(Dataset records)
* * *

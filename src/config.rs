use std::fs;
use std::path::{Path, PathBuf};

use anyhow::{Context, Result};
use serde::{Deserialize, Serialize};

use crate::install::download::RepositoryRef;

const CONFIG_DIR_NAME: &str = "portablesource";
const CONFIG_FILE_NAME: &str = "installer.toml";

/// Top‑level installer configuration (mirrors the upstream install script defaults).
#[derive(Debug, Clone, Serialize, Deserialize)]
#[serde(default)]
pub struct InstallerConfig {
    /// GitHub repository publishing the releases
    pub repository: RepositoryRef,
    /// Substring identifying the binary among the release assets
    pub asset_name: String,
    /// Pin a release tag instead of following `latest`
    pub release_tag: Option<String>,
    /// System binary directory receiving the installed file
    pub install_dir: PathBuf,
    /// File name of the installed binary
    pub target_name: String,
    /// Subcommand run once after installation
    pub setup_command: String,
    pub run_setup: bool,
    /// Program used to elevate file operations when not running as root
    pub elevation_command: String,
    pub api_base: String,
    /// Parent directory for the staging directory (system temp dir if unset)
    pub temp_root: Option<PathBuf>,
    pub network: NetworkConfig,
}

/// Timeouts and retry policy for network calls
#[derive(Debug, Clone, Serialize, Deserialize)]
#[serde(default)]
pub struct NetworkConfig {
    pub connect_timeout_secs: u64,
    /// Whole-request timeout for the release index query
    pub request_timeout_secs: u64,
    /// Abort a download when no bytes arrive for this long
    pub download_inactivity_timeout_secs: u64,
    /// Release index attempts, including the first one
    pub max_attempts: u32,
    pub retry_backoff_ms: u64,
}

impl Default for NetworkConfig {
    fn default() -> Self {
        Self {
            connect_timeout_secs: 30,
            request_timeout_secs: 60,
            download_inactivity_timeout_secs: 300,
            max_attempts: 3,
            retry_backoff_ms: 500,
        }
    }
}

impl Default for InstallerConfig {
    fn default() -> Self {
        Self {
            repository: RepositoryRef::upstream(),
            asset_name: "portablesource-rs".into(),
            release_tag: None,
            install_dir: PathBuf::from("/usr/local/bin"),
            target_name: "portablesource".into(),
            setup_command: "setup-env".into(),
            run_setup: true,
            elevation_command: "sudo".into(),
            api_base: "https://api.github.com".into(),
            temp_root: None,
            network: NetworkConfig::default(),
        }
    }
}

impl InstallerConfig {
    /// Default per-user config location
    pub fn default_path() -> Option<PathBuf> {
        dirs::config_dir().map(|dir| dir.join(CONFIG_DIR_NAME).join(CONFIG_FILE_NAME))
    }

    /// Load configuration
    ///
    /// An explicit path must exist. Without one the default location is used
    /// when present, otherwise built-in defaults apply.
    pub fn load(explicit: Option<&Path>) -> Result<Self> {
        if let Some(path) = explicit {
            return Self::from_file(path);
        }

        match Self::default_path() {
            Some(path) if path.is_file() => Self::from_file(&path),
            _ => {
                log::debug!("No installer config found, using defaults");
                Ok(Self::default())
            }
        }
    }

    pub fn from_file(path: &Path) -> Result<Self> {
        let raw = fs::read_to_string(path)
            .with_context(|| format!("Failed to read config file {}", path.display()))?;
        let cfg: Self = toml::from_str(&raw)
            .with_context(|| format!("Failed to parse config file {}", path.display()))?;
        log::debug!("Loaded installer config from {}", path.display());
        Ok(cfg)
    }

    /// Full path of the installed binary
    pub fn target_path(&self) -> PathBuf {
        self.install_dir.join(&self.target_name)
    }

    /// Reject settings the pipeline cannot act on
    pub fn validate(&self) -> Result<()> {
        if self.asset_name.trim().is_empty() {
            anyhow::bail!("asset_name must not be empty");
        }
        if self.target_name.is_empty() || self.target_name.contains('/') {
            anyhow::bail!("target_name must be a plain file name, got '{}'", self.target_name);
        }
        if self.asset_name.contains('/') {
            anyhow::bail!("asset_name must not contain '/', got '{}'", self.asset_name);
        }
        if !self.install_dir.is_absolute() {
            anyhow::bail!("install_dir must be absolute, got {}", self.install_dir.display());
        }
        if self.run_setup && self.setup_command.trim().is_empty() {
            anyhow::bail!("setup_command must not be empty when setup is enabled");
        }
        self.network.validate()
    }
}

impl NetworkConfig {
    /// A zero timeout fails every request, so it is rejected rather than
    /// read as "no timeout".
    pub fn validate(&self) -> Result<()> {
        for (name, secs) in [
            ("connect_timeout_secs", self.connect_timeout_secs),
            ("request_timeout_secs", self.request_timeout_secs),
            ("download_inactivity_timeout_secs", self.download_inactivity_timeout_secs),
        ] {
            if secs == 0 {
                anyhow::bail!("network.{name} must be greater than zero");
            }
        }
        if self.max_attempts == 0 {
            anyhow::bail!("network.max_attempts must be at least 1");
        }
        Ok(())
    }
}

* * *

- Assignment -
Produce an exact copy of every entry above.

- Solution to the exercise -
filename src/config.rs
use std::fs;
use std::path::{Path, PathBuf};

use anyhow::{Context, Result};
use serde::{Deserialize, Serialize};

use crate::install::download::RepositoryRef;

const CONFIG_DIR_NAME: &str = "portablesource";
const CONFIG_FILE_NAME: &str = "installer.toml";

/// Top‑level installer configuration (mirrors the upstream install script defaults).
#[derive(Debug, Clone, Serialize, Deserialize)]
#[serde(default)]
pub struct InstallerConfig {
    /// GitHub repository publishing the releases
    pub repository: RepositoryRef,
    /// Substring identifying the binary among the release assets
    pub asset_name: String,
    /// Pin a release tag instead of following `latest`
    pub release_tag: Option<String>,
    /// System binary directory receiving the installed file
    pub install_dir: PathBuf,
    /// File name of the installed binary
    pub target_name: String,
    /// Subcommand run once after installation
    pub setup_command: String,
    pub run_setup: bool,
    /// Program used to elevate file operations when not running as root
    pub elevation_command: String,
    pub api_base: String,
    /// Parent directory for the staging directory (system temp dir if unset)
    pub temp_root: Option<PathBuf>,
    pub network: NetworkConfig,
}

/// Timeouts and retry policy for network calls
#[derive(Debug, Clone, Serialize, Deserialize)]
#[serde(default)]
pub struct NetworkConfig {
    pub connect_timeout_secs: u64,
    /// Whole-request timeout for the release index query
    pub request_timeout_secs: u64,
    /// Abort a download when no bytes arrive for this long
    pub download_inactivity_timeout_secs: u64,
    /// Release index attempts, including the first one
    pub max_attempts: u32,
    pub retry_backoff_ms: u64,
}

impl Default for NetworkConfig {
    fn default() -> Self {
        Self {
            connect_timeout_secs: 30,
            request_timeout_secs: 60,
            download_inactivity_timeout_secs: 300,
            max_attempts: 3,
            retry_backoff_ms: 500,
        }
    }
}

impl Default for InstallerConfig {
    fn default() -> Self {
        Self {
            repository: RepositoryRef::upstream(),
            asset_name: "portablesource-rs".into(),
            release_tag: None,
            install_dir: PathBuf::from("/usr/local/bin"),
            target_name: "portablesource".into(),
            setup_command: "setup-env".into(),
            run_setup: true,
            elevation_command: "sudo".into(),
            api_base: "https://api.github.com".into(),
            temp_root: None,
            network: NetworkConfig::default(),
        }
    }
}

impl InstallerConfig {
    /// Default per-user config location
    pub fn default_path() -> Option<PathBuf> {
        dirs::config_dir().map(|dir| dir.join(CONFIG_DIR_NAME).join(CONFIG_FILE_NAME))
    }

    /// Load configuration
    ///
    /// An explicit path must exist. Without one the default location is used
    /// when present, otherwise built-in defaults apply.
    pub fn load(explicit: Option<&Path>) -> Result<Self> {
        if let Some(path) = explicit {
            return Self::from_file(path);
        }

        match Self::default_path() {
            Some(path) if path.is_file() => Self::from_file(&path),
            _ => {
                log::debug!("No installer config found, using defaults");
                Ok(Self::default())
            }
        }
    }

    pub fn from_file(path: &Path) -> Result<Self> {
        let raw = fs::read_to_string(path)
            .with_context(|| format!("Failed to read config file {}", path.display()))?;
        let cfg: Self = toml::from_str(&raw)
            .with_context(|| format!("Failed to parse config file {}", path.display()))?;
        log::debug!("Loaded installer config from {}", path.display());
        Ok(cfg)
    }

    /// Full path of the installed binary
    pub fn target_path(&self) -> PathBuf {
        self.install_dir.join(&self.target_name)
    }

    /// Reject settings the pipeline cannot act on
    pub fn validate(&self) -> Result<()> {
        if self.asset_name.trim().is_empty() {
            anyhow::bail!("asset_name must not be empty");
        }
        if self.target_name.is_empty() || self.target_name.contains('/') {
            anyhow::bail!("target_name must be a plain file name, got '{}'", self.target_name);
        }
        if self.asset_name.contains('/') {
            anyhow::bail!("asset_name must not contain '/', got '{}'", self.asset_name);
        }
        if !self.install_dir.is_absolute() {
            anyhow::bail!("install_dir must be absolute, got {}", self.install_dir.display());
        }
        if self.run_setup && self.setup_command.trim().is_empty() {
            anyhow::bail!("setup_command must not be empty when setup is enabled");
        }
        self.network.validate()
    }
}

impl NetworkConfig {
    /// A zero timeout fails every request, so it is rejected rather than
    /// read as "no timeout".
    pub fn validate(&self) -> Result<()> {
        for (name, secs) in [
            ("connect_timeout_secs", self.connect_timeout_secs),
            ("request_timeout_secs", self.request_timeout_secs),
            ("download_inactivity_timeout_secs", self.download_inactivity_timeout_secs),
        ] {
            if secs == 0 {
                anyhow::bail!("network.{name} must be greater than zero");
            }
        }
        if self.max_attempts == 0 {
            anyhow::bail!("network.max_attempts must be at least 1");
        }
        Ok(())
    }
}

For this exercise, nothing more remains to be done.